## [The input]

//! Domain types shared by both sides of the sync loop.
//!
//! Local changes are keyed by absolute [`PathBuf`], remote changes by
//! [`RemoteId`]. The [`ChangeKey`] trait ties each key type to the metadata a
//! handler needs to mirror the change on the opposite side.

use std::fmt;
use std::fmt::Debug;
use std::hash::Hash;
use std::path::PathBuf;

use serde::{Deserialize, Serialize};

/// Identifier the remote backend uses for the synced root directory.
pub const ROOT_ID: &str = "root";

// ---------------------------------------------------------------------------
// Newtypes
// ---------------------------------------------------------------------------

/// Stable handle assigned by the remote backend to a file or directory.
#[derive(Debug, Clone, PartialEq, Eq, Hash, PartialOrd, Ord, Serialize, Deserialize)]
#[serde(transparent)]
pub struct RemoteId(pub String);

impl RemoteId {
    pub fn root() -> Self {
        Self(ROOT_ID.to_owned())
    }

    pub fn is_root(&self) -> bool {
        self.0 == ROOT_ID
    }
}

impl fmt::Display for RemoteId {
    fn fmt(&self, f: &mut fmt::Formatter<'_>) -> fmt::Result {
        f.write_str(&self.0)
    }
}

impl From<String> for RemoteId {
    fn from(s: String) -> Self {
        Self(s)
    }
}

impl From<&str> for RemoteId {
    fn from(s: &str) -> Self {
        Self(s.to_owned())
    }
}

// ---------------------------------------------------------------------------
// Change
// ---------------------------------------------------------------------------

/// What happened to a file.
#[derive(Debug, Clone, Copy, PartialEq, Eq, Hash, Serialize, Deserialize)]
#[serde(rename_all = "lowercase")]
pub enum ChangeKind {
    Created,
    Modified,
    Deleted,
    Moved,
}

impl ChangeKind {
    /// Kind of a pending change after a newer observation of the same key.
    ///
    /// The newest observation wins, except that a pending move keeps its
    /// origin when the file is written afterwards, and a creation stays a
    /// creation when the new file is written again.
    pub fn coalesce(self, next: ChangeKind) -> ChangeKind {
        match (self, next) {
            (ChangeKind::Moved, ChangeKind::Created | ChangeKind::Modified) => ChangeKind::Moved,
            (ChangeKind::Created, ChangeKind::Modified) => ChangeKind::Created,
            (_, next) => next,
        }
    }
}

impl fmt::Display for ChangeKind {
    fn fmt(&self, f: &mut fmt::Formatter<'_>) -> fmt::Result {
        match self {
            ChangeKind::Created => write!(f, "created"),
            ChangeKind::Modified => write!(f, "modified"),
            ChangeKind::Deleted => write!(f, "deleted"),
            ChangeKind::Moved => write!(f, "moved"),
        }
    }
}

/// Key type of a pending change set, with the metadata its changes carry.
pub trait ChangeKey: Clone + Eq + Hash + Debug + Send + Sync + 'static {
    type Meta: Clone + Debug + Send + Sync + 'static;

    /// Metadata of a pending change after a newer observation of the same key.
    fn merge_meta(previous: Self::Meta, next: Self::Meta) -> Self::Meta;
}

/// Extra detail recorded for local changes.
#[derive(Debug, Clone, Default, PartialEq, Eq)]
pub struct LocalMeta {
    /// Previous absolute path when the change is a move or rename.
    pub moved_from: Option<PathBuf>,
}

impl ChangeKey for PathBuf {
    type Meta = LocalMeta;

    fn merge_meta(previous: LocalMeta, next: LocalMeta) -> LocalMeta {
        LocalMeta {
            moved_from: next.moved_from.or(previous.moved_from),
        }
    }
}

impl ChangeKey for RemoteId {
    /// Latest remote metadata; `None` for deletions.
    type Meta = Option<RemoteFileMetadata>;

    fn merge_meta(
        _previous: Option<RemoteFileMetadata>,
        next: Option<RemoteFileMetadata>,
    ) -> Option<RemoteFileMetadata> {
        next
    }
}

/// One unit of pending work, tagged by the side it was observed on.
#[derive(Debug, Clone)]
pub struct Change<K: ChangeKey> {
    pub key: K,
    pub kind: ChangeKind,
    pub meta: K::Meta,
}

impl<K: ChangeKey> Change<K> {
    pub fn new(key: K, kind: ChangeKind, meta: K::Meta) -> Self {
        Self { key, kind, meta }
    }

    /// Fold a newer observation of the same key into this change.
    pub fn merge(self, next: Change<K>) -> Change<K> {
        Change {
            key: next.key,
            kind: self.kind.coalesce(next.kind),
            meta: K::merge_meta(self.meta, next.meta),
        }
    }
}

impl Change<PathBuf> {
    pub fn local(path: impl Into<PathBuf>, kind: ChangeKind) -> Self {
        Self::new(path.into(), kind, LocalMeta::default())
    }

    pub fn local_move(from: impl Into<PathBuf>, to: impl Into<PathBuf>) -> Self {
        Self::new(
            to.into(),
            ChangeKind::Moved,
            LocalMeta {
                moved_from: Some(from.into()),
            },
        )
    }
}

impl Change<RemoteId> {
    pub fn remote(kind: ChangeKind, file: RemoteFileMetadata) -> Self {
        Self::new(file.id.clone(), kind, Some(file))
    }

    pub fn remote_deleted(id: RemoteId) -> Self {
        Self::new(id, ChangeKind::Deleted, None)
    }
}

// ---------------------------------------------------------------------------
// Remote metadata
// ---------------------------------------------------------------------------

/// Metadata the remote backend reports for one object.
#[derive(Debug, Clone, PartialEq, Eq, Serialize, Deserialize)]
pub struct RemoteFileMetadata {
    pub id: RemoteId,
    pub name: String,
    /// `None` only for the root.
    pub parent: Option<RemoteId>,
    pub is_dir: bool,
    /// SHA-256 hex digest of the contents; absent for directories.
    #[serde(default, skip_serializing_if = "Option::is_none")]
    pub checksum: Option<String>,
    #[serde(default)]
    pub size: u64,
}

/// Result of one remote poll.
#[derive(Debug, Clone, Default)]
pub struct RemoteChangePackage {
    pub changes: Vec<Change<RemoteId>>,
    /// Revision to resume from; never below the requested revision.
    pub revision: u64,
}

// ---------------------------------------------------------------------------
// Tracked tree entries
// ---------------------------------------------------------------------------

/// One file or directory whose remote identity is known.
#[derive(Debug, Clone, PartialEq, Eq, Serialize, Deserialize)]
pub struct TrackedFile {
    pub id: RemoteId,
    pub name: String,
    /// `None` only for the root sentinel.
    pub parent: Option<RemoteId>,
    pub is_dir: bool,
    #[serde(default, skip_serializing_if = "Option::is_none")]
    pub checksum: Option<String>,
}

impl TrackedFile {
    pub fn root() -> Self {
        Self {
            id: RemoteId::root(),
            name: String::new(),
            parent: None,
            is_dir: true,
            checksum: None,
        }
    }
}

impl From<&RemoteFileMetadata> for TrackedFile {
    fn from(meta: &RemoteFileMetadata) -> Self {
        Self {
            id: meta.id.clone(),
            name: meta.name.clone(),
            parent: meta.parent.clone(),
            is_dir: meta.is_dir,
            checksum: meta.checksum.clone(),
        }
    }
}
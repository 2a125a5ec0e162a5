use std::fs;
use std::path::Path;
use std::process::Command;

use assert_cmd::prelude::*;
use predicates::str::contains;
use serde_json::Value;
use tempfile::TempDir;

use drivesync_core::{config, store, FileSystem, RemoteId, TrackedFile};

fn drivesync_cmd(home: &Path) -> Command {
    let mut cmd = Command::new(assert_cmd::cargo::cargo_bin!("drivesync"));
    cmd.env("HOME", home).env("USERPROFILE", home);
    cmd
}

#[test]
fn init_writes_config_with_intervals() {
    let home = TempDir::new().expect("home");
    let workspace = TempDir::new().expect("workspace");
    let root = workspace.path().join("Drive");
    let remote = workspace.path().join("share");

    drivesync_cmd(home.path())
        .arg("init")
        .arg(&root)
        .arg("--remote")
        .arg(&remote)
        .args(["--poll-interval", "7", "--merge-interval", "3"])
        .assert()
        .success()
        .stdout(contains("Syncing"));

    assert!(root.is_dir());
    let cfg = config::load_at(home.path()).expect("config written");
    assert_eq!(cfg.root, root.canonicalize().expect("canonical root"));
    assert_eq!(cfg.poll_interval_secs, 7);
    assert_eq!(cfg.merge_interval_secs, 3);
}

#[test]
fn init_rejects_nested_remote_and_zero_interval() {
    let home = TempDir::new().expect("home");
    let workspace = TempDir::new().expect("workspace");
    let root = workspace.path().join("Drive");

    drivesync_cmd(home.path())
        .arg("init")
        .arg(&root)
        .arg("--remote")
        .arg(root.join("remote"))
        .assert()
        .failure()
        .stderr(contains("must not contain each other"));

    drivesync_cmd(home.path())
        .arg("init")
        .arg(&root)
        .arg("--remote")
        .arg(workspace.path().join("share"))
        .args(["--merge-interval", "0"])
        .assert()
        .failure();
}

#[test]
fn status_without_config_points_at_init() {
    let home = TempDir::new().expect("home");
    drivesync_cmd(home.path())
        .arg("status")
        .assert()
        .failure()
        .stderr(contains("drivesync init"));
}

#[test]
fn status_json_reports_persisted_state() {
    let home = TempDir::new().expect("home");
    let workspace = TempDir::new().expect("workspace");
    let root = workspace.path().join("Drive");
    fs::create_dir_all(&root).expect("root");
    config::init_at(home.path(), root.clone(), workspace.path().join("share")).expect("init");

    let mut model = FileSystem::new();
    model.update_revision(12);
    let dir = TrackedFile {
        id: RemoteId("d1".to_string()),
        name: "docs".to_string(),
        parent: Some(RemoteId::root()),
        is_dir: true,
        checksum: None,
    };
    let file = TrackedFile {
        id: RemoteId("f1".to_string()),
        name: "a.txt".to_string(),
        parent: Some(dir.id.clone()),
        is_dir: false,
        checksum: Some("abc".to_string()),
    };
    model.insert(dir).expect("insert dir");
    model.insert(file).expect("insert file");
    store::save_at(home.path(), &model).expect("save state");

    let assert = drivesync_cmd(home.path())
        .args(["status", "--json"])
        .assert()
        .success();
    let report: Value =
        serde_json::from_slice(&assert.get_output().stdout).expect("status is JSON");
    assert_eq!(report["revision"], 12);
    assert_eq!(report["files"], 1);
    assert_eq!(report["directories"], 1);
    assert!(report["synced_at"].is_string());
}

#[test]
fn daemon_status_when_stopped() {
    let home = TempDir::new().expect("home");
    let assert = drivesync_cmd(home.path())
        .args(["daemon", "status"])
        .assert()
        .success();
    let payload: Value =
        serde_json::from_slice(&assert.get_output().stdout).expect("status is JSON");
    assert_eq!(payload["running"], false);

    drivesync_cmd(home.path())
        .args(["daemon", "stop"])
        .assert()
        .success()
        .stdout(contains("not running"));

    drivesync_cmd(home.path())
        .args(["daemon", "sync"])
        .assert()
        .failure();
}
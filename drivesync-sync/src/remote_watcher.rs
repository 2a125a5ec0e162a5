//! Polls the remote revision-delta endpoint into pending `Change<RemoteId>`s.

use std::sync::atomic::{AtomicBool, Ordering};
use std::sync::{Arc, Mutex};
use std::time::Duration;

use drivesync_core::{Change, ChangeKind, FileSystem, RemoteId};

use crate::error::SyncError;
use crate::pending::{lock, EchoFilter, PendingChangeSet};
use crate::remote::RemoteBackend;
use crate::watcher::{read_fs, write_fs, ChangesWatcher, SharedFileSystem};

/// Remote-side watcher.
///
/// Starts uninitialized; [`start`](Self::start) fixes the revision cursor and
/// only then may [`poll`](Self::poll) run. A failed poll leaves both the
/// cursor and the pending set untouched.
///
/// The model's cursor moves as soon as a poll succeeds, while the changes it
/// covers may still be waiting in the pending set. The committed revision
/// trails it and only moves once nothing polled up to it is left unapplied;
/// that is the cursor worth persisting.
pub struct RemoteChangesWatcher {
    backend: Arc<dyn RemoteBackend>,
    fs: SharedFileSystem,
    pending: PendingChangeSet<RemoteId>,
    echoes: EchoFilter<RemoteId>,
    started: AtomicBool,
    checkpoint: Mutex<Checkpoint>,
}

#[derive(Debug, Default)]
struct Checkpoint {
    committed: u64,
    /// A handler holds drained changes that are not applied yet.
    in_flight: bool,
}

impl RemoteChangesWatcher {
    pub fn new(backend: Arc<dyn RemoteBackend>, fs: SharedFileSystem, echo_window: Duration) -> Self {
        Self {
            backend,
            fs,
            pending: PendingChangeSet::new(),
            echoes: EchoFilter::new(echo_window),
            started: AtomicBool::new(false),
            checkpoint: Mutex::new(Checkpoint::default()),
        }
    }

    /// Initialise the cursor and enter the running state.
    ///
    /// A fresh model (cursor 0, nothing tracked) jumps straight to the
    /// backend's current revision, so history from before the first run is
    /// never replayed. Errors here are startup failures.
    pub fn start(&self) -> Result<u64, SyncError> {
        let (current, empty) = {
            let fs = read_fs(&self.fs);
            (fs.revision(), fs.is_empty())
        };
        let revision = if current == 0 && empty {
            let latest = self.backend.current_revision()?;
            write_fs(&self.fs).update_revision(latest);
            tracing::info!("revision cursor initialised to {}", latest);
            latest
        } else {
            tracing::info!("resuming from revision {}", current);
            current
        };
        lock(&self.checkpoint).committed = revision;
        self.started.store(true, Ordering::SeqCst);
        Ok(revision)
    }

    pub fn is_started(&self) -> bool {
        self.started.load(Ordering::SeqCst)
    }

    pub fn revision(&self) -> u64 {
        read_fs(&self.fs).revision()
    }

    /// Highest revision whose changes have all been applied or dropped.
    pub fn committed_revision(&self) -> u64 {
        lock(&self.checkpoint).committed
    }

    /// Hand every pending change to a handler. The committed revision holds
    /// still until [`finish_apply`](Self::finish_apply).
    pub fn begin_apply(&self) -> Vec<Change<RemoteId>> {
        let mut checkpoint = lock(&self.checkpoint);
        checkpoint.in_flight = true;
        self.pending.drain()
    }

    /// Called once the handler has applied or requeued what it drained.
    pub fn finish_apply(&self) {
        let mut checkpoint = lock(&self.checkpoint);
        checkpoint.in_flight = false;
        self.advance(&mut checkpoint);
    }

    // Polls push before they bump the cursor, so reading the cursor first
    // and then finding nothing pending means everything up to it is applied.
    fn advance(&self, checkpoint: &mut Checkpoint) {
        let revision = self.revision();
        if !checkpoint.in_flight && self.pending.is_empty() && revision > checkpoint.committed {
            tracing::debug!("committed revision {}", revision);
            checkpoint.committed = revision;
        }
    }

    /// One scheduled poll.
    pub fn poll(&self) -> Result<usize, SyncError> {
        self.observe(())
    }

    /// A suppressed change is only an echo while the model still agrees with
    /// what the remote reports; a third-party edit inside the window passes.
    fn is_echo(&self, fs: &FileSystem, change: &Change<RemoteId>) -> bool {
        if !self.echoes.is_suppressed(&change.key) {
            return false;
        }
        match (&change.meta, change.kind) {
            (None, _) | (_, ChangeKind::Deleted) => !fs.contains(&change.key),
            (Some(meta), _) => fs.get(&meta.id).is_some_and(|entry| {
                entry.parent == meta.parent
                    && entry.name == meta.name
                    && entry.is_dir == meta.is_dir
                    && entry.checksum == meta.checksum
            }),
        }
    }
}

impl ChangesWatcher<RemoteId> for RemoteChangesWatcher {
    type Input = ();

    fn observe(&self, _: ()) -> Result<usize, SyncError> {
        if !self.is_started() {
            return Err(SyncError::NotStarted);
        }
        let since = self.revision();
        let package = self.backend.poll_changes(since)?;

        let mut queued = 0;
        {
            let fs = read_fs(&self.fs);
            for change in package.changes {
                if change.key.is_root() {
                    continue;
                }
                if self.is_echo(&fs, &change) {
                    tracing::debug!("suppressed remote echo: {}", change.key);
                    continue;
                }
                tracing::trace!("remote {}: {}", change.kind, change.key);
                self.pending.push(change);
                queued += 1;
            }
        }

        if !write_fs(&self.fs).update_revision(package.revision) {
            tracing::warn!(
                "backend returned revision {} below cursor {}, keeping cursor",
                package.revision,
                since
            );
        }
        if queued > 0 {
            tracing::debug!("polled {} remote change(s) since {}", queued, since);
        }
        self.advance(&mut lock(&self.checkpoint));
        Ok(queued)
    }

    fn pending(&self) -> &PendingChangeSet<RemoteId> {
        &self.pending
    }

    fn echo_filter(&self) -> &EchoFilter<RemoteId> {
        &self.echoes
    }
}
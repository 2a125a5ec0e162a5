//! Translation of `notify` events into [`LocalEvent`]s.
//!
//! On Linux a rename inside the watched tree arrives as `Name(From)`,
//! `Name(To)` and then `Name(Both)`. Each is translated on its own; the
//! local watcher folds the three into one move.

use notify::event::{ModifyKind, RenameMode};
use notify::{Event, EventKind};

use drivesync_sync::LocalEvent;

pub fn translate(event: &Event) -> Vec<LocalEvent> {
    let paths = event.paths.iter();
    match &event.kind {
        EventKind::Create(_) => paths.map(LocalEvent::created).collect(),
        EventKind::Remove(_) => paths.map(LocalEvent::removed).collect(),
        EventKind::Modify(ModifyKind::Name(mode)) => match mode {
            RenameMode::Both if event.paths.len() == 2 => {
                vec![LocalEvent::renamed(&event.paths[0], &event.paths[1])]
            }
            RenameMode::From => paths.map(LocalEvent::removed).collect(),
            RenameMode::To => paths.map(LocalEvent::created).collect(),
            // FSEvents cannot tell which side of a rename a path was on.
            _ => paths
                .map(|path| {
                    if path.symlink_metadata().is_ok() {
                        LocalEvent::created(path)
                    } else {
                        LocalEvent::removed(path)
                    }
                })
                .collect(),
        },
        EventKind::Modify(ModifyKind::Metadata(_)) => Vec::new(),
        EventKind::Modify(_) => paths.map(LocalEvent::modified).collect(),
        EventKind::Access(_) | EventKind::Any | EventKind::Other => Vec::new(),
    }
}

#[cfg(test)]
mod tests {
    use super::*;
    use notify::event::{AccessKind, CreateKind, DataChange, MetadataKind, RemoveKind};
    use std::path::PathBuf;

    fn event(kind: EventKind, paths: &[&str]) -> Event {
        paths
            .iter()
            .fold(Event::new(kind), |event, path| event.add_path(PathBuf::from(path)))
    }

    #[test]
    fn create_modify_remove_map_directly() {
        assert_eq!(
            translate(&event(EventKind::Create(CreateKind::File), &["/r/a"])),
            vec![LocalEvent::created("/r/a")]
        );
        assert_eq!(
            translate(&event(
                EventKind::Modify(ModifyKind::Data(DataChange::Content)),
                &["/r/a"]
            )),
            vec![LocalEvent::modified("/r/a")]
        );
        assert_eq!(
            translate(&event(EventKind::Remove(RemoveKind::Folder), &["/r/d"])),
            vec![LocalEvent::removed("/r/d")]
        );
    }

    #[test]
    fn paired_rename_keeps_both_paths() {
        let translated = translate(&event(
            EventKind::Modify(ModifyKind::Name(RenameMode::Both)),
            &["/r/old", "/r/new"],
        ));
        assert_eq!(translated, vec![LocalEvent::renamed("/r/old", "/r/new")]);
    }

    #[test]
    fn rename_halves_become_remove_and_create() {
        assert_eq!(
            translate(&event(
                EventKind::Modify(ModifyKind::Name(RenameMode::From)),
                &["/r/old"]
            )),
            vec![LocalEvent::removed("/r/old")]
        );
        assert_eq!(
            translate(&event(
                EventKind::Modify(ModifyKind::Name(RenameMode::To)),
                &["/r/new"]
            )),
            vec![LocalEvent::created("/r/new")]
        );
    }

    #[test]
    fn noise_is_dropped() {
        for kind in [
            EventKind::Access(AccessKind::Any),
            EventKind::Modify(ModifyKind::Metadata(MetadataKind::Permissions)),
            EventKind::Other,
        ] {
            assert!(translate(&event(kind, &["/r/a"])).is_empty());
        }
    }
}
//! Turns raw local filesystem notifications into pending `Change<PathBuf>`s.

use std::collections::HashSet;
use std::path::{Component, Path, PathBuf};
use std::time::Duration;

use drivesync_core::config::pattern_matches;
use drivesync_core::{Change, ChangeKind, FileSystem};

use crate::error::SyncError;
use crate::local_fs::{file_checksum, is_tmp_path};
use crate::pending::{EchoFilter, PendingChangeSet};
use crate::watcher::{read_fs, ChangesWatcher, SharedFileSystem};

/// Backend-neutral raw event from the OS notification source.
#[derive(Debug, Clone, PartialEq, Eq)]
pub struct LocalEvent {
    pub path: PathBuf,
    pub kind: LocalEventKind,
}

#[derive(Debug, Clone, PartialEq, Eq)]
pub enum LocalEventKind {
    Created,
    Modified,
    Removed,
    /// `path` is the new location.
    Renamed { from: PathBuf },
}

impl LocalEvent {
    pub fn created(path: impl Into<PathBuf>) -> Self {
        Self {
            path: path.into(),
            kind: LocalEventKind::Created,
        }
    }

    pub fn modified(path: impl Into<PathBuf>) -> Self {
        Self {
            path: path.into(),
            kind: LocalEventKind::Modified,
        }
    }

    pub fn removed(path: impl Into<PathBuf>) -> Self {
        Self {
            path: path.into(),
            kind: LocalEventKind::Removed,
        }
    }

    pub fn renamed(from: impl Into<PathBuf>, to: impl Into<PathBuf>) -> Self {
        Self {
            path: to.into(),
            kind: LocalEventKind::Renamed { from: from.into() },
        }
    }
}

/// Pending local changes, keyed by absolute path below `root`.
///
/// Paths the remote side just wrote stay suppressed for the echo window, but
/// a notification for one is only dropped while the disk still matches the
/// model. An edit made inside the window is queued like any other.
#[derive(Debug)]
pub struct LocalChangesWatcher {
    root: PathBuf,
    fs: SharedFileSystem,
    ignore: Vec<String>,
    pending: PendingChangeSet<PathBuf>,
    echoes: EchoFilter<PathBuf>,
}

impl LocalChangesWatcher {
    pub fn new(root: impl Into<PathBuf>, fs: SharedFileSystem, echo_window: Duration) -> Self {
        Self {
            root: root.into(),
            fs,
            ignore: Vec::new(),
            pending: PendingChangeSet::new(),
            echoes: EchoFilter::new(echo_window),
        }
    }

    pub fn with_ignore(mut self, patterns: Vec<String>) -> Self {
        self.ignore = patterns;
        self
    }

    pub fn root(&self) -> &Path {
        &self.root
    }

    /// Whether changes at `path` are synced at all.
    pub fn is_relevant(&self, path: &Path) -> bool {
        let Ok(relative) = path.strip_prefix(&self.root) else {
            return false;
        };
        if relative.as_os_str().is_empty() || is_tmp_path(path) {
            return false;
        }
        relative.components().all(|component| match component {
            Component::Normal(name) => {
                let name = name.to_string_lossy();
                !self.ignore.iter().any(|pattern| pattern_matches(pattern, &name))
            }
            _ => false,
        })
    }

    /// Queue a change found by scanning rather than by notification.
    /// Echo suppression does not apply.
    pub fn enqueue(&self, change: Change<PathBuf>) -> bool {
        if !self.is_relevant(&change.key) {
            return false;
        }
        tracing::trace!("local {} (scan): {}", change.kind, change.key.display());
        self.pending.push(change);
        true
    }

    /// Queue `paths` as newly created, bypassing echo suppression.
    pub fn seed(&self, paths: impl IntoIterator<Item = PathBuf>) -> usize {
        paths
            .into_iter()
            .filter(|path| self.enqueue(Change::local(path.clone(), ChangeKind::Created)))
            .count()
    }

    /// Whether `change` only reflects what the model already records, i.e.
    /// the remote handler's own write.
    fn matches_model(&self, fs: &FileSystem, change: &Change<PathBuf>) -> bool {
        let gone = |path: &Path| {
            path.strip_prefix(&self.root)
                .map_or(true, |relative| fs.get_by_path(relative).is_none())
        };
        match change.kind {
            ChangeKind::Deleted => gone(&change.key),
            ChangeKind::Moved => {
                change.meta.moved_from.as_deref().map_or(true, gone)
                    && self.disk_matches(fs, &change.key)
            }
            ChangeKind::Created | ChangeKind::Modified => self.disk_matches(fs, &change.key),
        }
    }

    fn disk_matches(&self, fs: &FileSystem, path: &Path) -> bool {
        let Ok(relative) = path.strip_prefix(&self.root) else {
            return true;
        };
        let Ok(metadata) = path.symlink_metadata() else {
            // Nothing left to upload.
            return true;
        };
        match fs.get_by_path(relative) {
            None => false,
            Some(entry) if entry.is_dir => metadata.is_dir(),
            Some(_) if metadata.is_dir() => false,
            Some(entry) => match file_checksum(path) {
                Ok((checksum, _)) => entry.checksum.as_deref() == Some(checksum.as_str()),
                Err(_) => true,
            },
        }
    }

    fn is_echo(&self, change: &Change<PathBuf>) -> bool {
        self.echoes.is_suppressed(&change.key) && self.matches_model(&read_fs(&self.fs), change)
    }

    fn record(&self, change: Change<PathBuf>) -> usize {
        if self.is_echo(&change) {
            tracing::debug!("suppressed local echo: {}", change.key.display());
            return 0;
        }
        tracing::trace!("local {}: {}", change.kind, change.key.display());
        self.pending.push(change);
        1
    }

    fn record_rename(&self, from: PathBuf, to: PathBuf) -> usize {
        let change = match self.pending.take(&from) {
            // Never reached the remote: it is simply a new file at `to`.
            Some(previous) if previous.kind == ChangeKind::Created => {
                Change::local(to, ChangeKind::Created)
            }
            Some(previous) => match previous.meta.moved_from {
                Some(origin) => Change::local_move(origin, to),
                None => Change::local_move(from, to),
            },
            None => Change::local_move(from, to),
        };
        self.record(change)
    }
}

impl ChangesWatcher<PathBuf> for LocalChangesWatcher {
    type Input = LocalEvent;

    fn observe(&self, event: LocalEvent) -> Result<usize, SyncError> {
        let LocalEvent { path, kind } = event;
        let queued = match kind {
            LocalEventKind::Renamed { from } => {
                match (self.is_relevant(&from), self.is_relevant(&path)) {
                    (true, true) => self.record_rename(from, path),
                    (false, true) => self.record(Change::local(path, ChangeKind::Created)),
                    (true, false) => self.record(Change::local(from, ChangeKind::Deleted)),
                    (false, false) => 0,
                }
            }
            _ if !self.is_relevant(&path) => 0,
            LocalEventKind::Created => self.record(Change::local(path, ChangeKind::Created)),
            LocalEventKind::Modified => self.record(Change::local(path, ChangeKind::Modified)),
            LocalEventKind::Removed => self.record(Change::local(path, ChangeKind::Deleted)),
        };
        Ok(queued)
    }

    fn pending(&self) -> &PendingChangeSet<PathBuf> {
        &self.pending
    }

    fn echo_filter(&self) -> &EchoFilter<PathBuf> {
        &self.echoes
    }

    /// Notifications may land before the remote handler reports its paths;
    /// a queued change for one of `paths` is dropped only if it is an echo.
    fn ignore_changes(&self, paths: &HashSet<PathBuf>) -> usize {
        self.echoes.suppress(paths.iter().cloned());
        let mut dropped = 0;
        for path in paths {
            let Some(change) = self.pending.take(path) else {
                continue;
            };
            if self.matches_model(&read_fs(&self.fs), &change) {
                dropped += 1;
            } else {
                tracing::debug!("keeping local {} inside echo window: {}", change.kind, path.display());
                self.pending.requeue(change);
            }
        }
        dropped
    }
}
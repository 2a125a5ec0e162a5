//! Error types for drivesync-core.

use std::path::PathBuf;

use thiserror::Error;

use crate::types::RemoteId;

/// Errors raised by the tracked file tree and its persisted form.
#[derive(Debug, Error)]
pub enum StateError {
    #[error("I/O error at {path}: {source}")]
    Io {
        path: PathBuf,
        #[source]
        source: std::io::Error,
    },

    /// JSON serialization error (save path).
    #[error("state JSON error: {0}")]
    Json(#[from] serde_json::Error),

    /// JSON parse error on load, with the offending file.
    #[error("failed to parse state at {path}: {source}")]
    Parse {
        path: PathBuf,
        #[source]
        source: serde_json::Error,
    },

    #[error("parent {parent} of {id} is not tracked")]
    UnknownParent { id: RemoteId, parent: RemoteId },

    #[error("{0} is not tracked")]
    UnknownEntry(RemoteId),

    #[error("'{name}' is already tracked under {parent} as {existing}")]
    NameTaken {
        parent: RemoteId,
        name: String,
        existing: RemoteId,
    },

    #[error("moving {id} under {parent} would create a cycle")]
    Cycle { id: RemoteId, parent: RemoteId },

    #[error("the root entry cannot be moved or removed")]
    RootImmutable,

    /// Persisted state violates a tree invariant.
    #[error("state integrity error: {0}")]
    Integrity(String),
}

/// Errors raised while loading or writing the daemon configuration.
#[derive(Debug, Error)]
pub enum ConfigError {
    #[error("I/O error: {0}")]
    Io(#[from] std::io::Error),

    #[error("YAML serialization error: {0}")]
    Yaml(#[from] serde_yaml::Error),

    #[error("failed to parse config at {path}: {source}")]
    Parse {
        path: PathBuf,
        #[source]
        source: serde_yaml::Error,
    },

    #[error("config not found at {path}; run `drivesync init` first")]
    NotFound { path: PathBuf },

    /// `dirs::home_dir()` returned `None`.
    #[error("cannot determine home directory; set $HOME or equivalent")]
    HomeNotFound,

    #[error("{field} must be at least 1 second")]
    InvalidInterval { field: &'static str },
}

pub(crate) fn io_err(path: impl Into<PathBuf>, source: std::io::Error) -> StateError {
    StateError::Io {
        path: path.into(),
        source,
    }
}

## [Exercise prompt]
Where a line of the records contains the word "enum", copy that line.

## [Output below]
pub enum ChangeKind {
pub enum LocalEventKind {
pub enum StateError {
pub enum ConfigError {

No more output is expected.